Question

Find the counterclockwise circulation and outward flux of the field F=7xyi+5y^2j around and over the boundary of the region C enclosed by the curves y=x^2 and y=x in the first quadrant.

Answer 1

Split up the boundary of C (which I denote ∂C throughout) into the parabolic segment from (1, 1) to (0, 0) (the part corresponding to y = x ²), and the line segment from (1, 1) to (0, 0) (the part of ∂C on the line y = x).

Parameterize these pieces respectively by

r(t) = x(t) i + y(t) j = t i + t ² j

and

s(t) = x(t) i + y(t) j = (1 - t ) i + (1 - t ) j

both with 0 ≤ t ≤ 1.

The circulation of F around ∂C is given by the line integral with respect to arc length,

$\displaystyle \int_{\partial C}\mathbf F\cdot\mathbf T \,\mathrm ds$

where T denotes the tangent vector to ∂C. Split up the integral over each piece of ∂C :

• on the parabolic segment, we have

T = dr/dt = i + 2t j

• on the line segment,

T = ds/dt = -i - j

Then the circulation is

$\displaystyle \int_{\partial C}\mathbf F\cdot\mathbf T\,\mathrm ds = \int_0^1 (7t^3\,\mathbf i+5t^4\,\mathbf j)\cdot(\mathbf i+2t\,\mathbf j)\,\mathrm dt + \int_0^1 (7(1-t)^2\,\mathbf i+5(1-t)^2\,\mathbf j)\cdot(-\mathbf i-\mathbf j)\,\mathrm dt \\\\ = \int_0^1 (7t^3+10t^5)\,\mathrm dt - 12 \int_0^1 (1-t)^2\,\mathrm dt =\boxed{-\frac7{12}}$

Alternatively, we can use Green's theorem to compute the circulation, as

$\displaystyle\int_{\partial C}\mathbf F\cdot\mathbf T\,\mathrm ds = \iint_C\frac{\partial(5y^2)}{\partial x} - \frac{\partial(7xy)}{\partial y}\,\mathrm dx\,\mathrm dy \\\\ = -7\int_0^1\int_{x^2}^x x\,\mathrm dx \\\\ = -7\int_0^1 xy\bigg|_{y=x^2}^{y=x}\,\mathrm dx \\\\ =-7\int_0^1(x^2-x^3)\,\mathrm dx = -\frac7{12}$

The flux of F across ∂C is

$\displaystyle \int_{\partial C}\mathbf F\cdot\mathbf N \,\mathrm ds$

where N is the normal vector to ∂C. While T = x'(t) i + y'(t) j, the normal vector is N = y'(t) i - x'(t) j.

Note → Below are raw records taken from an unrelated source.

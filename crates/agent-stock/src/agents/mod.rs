//! Stock research agents
//!
//! Three analysts, each with its own tool set, and two ways for the Chief
//! Investment Officer to use them: as tools it calls itself
//! ([`ChiefInvestmentOfficer`]) or through a fixed-order
//! [`ResearchPipeline`]. [`StockPicker`] picks one per
//! [`OrchestrationMode`](crate::config::OrchestrationMode).

pub mod chief_investment_officer;
pub mod economic_analyst;
pub mod fundamental_analyst;
pub mod pipeline;
pub mod sentiment_analyst;
pub mod stock_picker;
pub mod team;

pub use chief_investment_officer::ChiefInvestmentOfficer;
pub use economic_analyst::EconomicAndIndustryAnalyst;
pub use fundamental_analyst::FundamentalAnalyst;
pub use pipeline::ResearchPipeline;
pub use sentiment_analyst::MarketSentimentAnalyst;
pub use stock_picker::StockPicker;
pub use team::AnalystTeam;

use crate::config::StockConfig;
use agent_runtime::ExecutorConfig;

/// Executor settings for one role
pub(crate) fn executor_config(config: &StockConfig, model: &str, instruction: &str) -> ExecutorConfig {
    ExecutorConfig {
        max_iterations: config.max_iterations,
        model: model.to_string(),
        system_prompt: Some(instruction.to_string()),
        max_tokens: config.max_tokens,
        temperature: Some(config.temperature),
    }
}
//! Google Gemini provider implementation
//!
//! Implements [`LLMProvider`] over the Gemini `generateContent` REST endpoint.
//! See: https://ai.google.dev/api/generate-content
//!
//! # Example
//!
//! ```no_run
//! use agent_llm::{CompletionRequest, LLMProvider, Message};
//! use agent_llm::providers::GeminiProvider;
//!
//! #[tokio::main]
//! async fn main() -> Result<(), Box<dyn std::error::Error>> {
//!     // Reads GOOGLE_API_KEY (and optionally GEMINI_API_BASE)
//!     let provider = GeminiProvider::from_env()?;
//!
//!     let request = CompletionRequest::builder("gemini-2.5-flash")
//!         .add_message(Message::user("Hello!"))
//!         .max_tokens(100)
//!         .build();
//!
//!     let response = provider.complete(request).await?;
//!     println!("{}", response.message.text().unwrap_or_default());
//!     Ok(())
//! }
//! ```

use crate::{
    BuiltinTool, CompletionRequest, CompletionResponse, ContentBlock, LLMError, LLMProvider,
    Message, MessageContent, Result, Role, StopReason, TokenUsage, ToolDefinition,
};
use async_trait::async_trait;
use reqwest::Client;
use serde::{Deserialize, Serialize};
use serde_json::{Map, Value, json};
use std::collections::HashMap;
use std::time::Duration;
use tracing::{debug, instrument, warn};

const DEFAULT_GEMINI_API_BASE: &str = "https://generativelanguage.googleapis.com/v1beta";
const DEFAULT_TIMEOUT_SECS: u64 = 120;

/// Environment variable holding the Gemini API key
pub const API_KEY_ENV: &str = "GOOGLE_API_KEY";
/// Environment variable overriding the API base URL
pub const API_BASE_ENV: &str = "GEMINI_API_BASE";

/// Configuration for the Gemini provider
#[derive(Clone)]
pub struct GeminiConfig {
    /// API key sent in the `x-goog-api-key` header
    pub api_key: String,

    /// Base URL, without the `/models/...` suffix
    pub api_base: String,

    /// Request timeout in seconds (default: 120)
    pub timeout_secs: u64,

    /// Ask the model to return reasoning summaries as `thought` parts
    pub include_thoughts: bool,
}

impl std::fmt::Debug for GeminiConfig {
    fn fmt(&self, f: &mut std::fmt::Formatter<'_>) -> std::fmt::Result {
        f.debug_struct("GeminiConfig")
            .field("api_key", &"<redacted>")
            .field("api_base", &self.api_base)
            .field("timeout_secs", &self.timeout_secs)
            .field("include_thoughts", &self.include_thoughts)
            .finish()
    }
}

impl GeminiConfig {
    /// Create a new config with the given API key and default settings
    pub fn new(api_key: impl Into<String>) -> Self {
        Self {
            api_key: api_key.into(),
            api_base: DEFAULT_GEMINI_API_BASE.to_string(),
            timeout_secs: DEFAULT_TIMEOUT_SECS,
            include_thoughts: true,
        }
    }

    /// Create config from `GOOGLE_API_KEY` and optional `GEMINI_API_BASE`
    pub fn from_env() -> Result<Self> {
        Self::from_lookup(|key| std::env::var(key).ok())
    }

    /// Create config from an arbitrary variable lookup
    pub fn from_lookup<F>(lookup: F) -> Result<Self>
    where
        F: Fn(&str) -> Option<String>,
    {
        let api_key = lookup(API_KEY_ENV)
            .map(|v| v.trim().to_string())
            .filter(|v| !v.is_empty())
            .ok_or_else(|| {
                LLMError::ConfigurationError(format!("{API_KEY_ENV} environment variable not set"))
            })?;

        let mut config = Self::new(api_key);
        if let Some(base) = lookup(API_BASE_ENV).filter(|v| !v.trim().is_empty()) {
            config.api_base = base;
        }
        Ok(config)
    }

    /// Set custom API base URL
    pub fn with_api_base(mut self, api_base: impl Into<String>) -> Self {
        self.api_base = api_base.into();
        self
    }

    /// Set request timeout in seconds
    pub fn with_timeout(mut self, timeout_secs: u64) -> Self {
        self.timeout_secs = timeout_secs;
        self
    }

    /// Enable or disable reasoning summaries
    pub fn with_thoughts(mut self, include: bool) -> Self {
        self.include_thoughts = include;
        self
    }
}

/// Gemini provider
///
/// Works with any `generateContent`-capable model, e.g. `gemini-2.5-flash`
/// and `gemini-2.5-pro`.
pub struct GeminiProvider {
    client: Client,
    config: GeminiConfig,
}

impl GeminiProvider {
    /// Create a provider with custom configuration
    pub fn with_config(config: GeminiConfig) -> Result<Self> {
        let client = Client::builder()
            .timeout(Duration::from_secs(config.timeout_secs))
            .build()?;

        Ok(Self { client, config })
    }

    /// Create a provider with an API key and default settings
    pub fn new(api_key: impl Into<String>) -> Result<Self> {
        Self::with_config(GeminiConfig::new(api_key))
    }

    /// Create a provider from environment variables
    pub fn from_env() -> Result<Self> {
        Self::with_config(GeminiConfig::from_env()?)
    }

    /// Get the current configuration
    pub fn config(&self) -> &GeminiConfig {
        &self.config
    }

    fn endpoint(&self, model: &str) -> String {
        format!(
            "{}/models/{}:generateContent",
            self.config.api_base.trim_end_matches('/'),
            model
        )
    }

    fn build_request(&self, request: CompletionRequest) -> Result<GeminiRequest> {
        let (extra_system, contents) = convert_messages(request.messages)?;

        let system = match (request.system, extra_system) {
            (Some(s), Some(extra)) => Some(format!("{s}\n\n{extra}")),
            (s, extra) => s.or(extra),
        };

        let tools = convert_tools(
            request.tools.as_deref().unwrap_or_default(),
            request.builtin_tools.as_deref().unwrap_or_default(),
        );

        Ok(GeminiRequest {
            contents,
            system_instruction: system.map(|text| GeminiContent {
                role: None,
                parts: vec![GeminiPart::text(text)],
            }),
            tools: if tools.is_empty() { None } else { Some(tools) },
            generation_config: GenerationConfig {
                max_output_tokens: request.max_tokens,
                temperature: request.temperature,
                stop_sequences: request.stop_sequences,
                thinking_config: self.config.include_thoughts.then_some(ThinkingConfig {
                    include_thoughts: true,
                }),
            },
        })
    }
}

• on the parabolic segment,

N = 2t i - j

• on the line segment,

N = - i + j

So the flux is

$\displaystyle \int_{\partial C}\mathbf F\cdot\mathbf N\,\mathrm ds = \int_0^1 (7t^3\,\mathbf i+5t^4\,\mathbf j)\cdot(2t\,\mathbf i-\mathbf j)\,\mathrm dt + \int_0^1 (7(1-t)^2\,\mathbf i+5(1-t)^2\,\mathbf j)\cdot(-\mathbf i+\mathbf j)\,\mathrm dt \\\\ = \int_0^1 (14t^4-5t^4)\,\mathrm dt - 2 \int_0^1 (1-t)^2\,\mathrm dt =\boxed{\frac{17}{15}}$